Stella Artois was a problem for advertisers. At 5.2% ABV it’s one of the strongest lagers on the market. That meant extra duty to be paid making for a higher retail price.
In the 70s Collett Dickenson Pearce had the Stella account. The Frank Lowe left and took Stella with him as a client for his new agency, Lowe Howard-Spink in 1981.
He turned the disadvantage of the higher price into a positive with the tagline ‘Reassuringly Expensive’, used in print through the 80s. You pay more, so you must be getting a superior product, right?
The line was actually an old one buried in some long copy and re-cycled by Lowe – just as the Carling copy came from an old pitch for milk advertising.
Then we come to the 90s. Or rather to the 1986 French film Jean de Florette, the story of rustic Provencal peasants. One of the main creatives at Lowe saw the film and had the idea of using similar scenes to advertise Stella Artois.
So a Belgian brand that brewed its beer in the UK ended up selling itself as French.
The resulting ads were tiny films in themselves, beautifully shot, stylish and impressive scenes of French peasant life – ideal for selling the premium, reassuringly expensive Stella Artois.
Like the Heineken ads, the first research feedback suggested that the campaign wouldn’t work. They were in French, had no huge gags, and were, for ads, quite long narratives.

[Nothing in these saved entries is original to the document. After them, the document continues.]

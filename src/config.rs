//! Configuration Management
//!
//! Handles persistent configuration storage for fetchboard.

use crate::fetch::{FetchOptions, OrchestratorError, DEFAULT_TIMEOUT};
use crate::widgets::weather::Location;
use anyhow::{Context, Result};
use serde::{Deserialize, Serialize};
use std::path::{Path, PathBuf};

/// Storage key used when none is configured
pub const DEFAULT_STORAGE_KEY: &str = "tasks";

/// User configuration
#[derive(Debug, Clone, PartialEq, Serialize, Deserialize, Default)]
pub struct Config {
    /// Per-attempt provider timeout in milliseconds
    #[serde(default)]
    pub timeout_ms: Option<u64>,
    /// Key the task list is stored under
    #[serde(default)]
    pub storage_key: Option<String>,
    /// Directory holding task files
    #[serde(default)]
    pub data_dir: Option<PathBuf>,
    /// Location for the weather widget
    #[serde(default)]
    pub weather_location: Option<Location>,
}

impl Config {
    /// Get the config file path
    pub fn config_path() -> Option<PathBuf> {
        dirs::config_dir().map(|p| p.join("fetchboard").join("config.json"))
    }

    /// Load configuration from disk
    pub fn load() -> Self {
        match Self::config_path() {
            Some(path) => Self::load_from(&path),
            None => Self::default(),
        }
    }

    /// Load from a specific file; a missing or malformed file yields defaults
    pub fn load_from(path: &Path) -> Self {
        if !path.exists() {
            return Self::default();
        }

        match std::fs::read_to_string(path) {
            Ok(content) => serde_json::from_str(&content).unwrap_or_else(|e| {
                tracing::warn!("Ignoring malformed config {}: {}", path.display(), e);
                Self::default()
            }),
            Err(e) => {
                tracing::warn!("Failed to read config {}: {}", path.display(), e);
                Self::default()
            }
        }
    }

    /// Save configuration to disk
    pub fn save(&self) -> Result<()> {
        let Some(path) = Self::config_path() else {
            return Ok(());
        };
        self.save_to(&path)
    }

    pub fn save_to(&self, path: &Path) -> Result<()> {
        if let Some(parent) = path.parent() {
            std::fs::create_dir_all(parent)
                .with_context(|| format!("Failed to create {}", parent.display()))?;
        }

        let content = serde_json::to_string_pretty(self)?;
        std::fs::write(path, content)
            .with_context(|| format!("Failed to write config {}", path.display()))?;

        Ok(())
    }

    /// Get effective fetch options (CLI > config > default)
    pub fn effective_fetch_options(
        &self,
        cli_timeout_ms: Option<u64>,
    ) -> Result<FetchOptions, OrchestratorError> {
        match cli_timeout_ms.or(self.timeout_ms) {
            Some(ms) => FetchOptions::from_millis(ms),
            None => FetchOptions::with_timeout(DEFAULT_TIMEOUT),
        }
    }

    /// Get effective storage key (CLI > config > default)
    pub fn effective_storage_key(&self, cli_key: Option<&str>) -> String {
        cli_key
            .map(str::to_string)
            .or_else(|| self.storage_key.clone())
            .filter(|k| !k.trim().is_empty())
            .unwrap_or_else(|| DEFAULT_STORAGE_KEY.to_string())
    }

    /// Get effective task directory (CLI > config > platform data dir)
    pub fn effective_data_dir(&self, cli_dir: Option<&Path>) -> PathBuf {
        cli_dir
            .map(Path::to_path_buf)
            .or_else(|| self.data_dir.clone())
            .or_else(|| dirs::data_dir().map(|p| p.join("fetchboard")))
            .unwrap_or_else(|| PathBuf::from(".fetchboard"))
    }

    pub fn effective_location(&self) -> Location {
        self.weather_location.unwrap_or_default()
    }
}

But Whitbread, who handled Stella’s distribution in the UK, persevered. And after the first ad in 1992 they ran until around 2007, with the old tagline ‘Reassuringly Expensive’.
In sequence the ads were Jean de Florette, Monet, Good Samaritan, Red Shoes, Last Orders, Returning Hero, The Good Doctor, Devil’s Island, Pilot, Whip Around, and Cyclists.
In each case a scene from French provincial life, with its slow rhythms, illustrates the value of Stella Artois by showing what people were willing to give just for a taste.
Lowe picked up countless D&AD Awards, Cannes Lions and so on from the advertising industry.
And the ads helped to transform sales of Stella. In the first 13 years of the campaign Stella sales were reckoned to be up by 500%. Brand Republic reported in 2004 that Stella in 1990 had sold 600,000 barrels, and had now reached 3.6 million a year.
A Stella executive interviewed in the same piece suggests the reason the ads worked was because they appealed to all types of drinker – both average Joe football fan and middle-class hipsters.
But this has to be nonsense, doesn’t it? What sticks out in the ads is how arty they are, how far removed from the blokey world of FHM they seem. It’s an upmarket, cinematic campaign aimed at upmarket drinkers.
What attracted Stella to those who perhaps didn’t appreciate the fine French cinematic feel of the ads was the strength of the stuff, at 5.2%, and the fact it became available in supermarkets in bulk at discount prices.
And Stella ended up a victim of its own huge sales.
What was advertised as a high-end, smart lager ended up the favourite of binge-drinkers nationwide, prized for its capacity to get you smashed as soon as possible. It became known to the press as ‘Wife-Beater’, associated with binge drinking and yobs on the high street shouting at strangers.
And that meant a major image problem for the beer. By 2007 sales were dipping. The next ads ditched the name Stella and ‘Reassuringly Expensive’ was retired for a re-brand.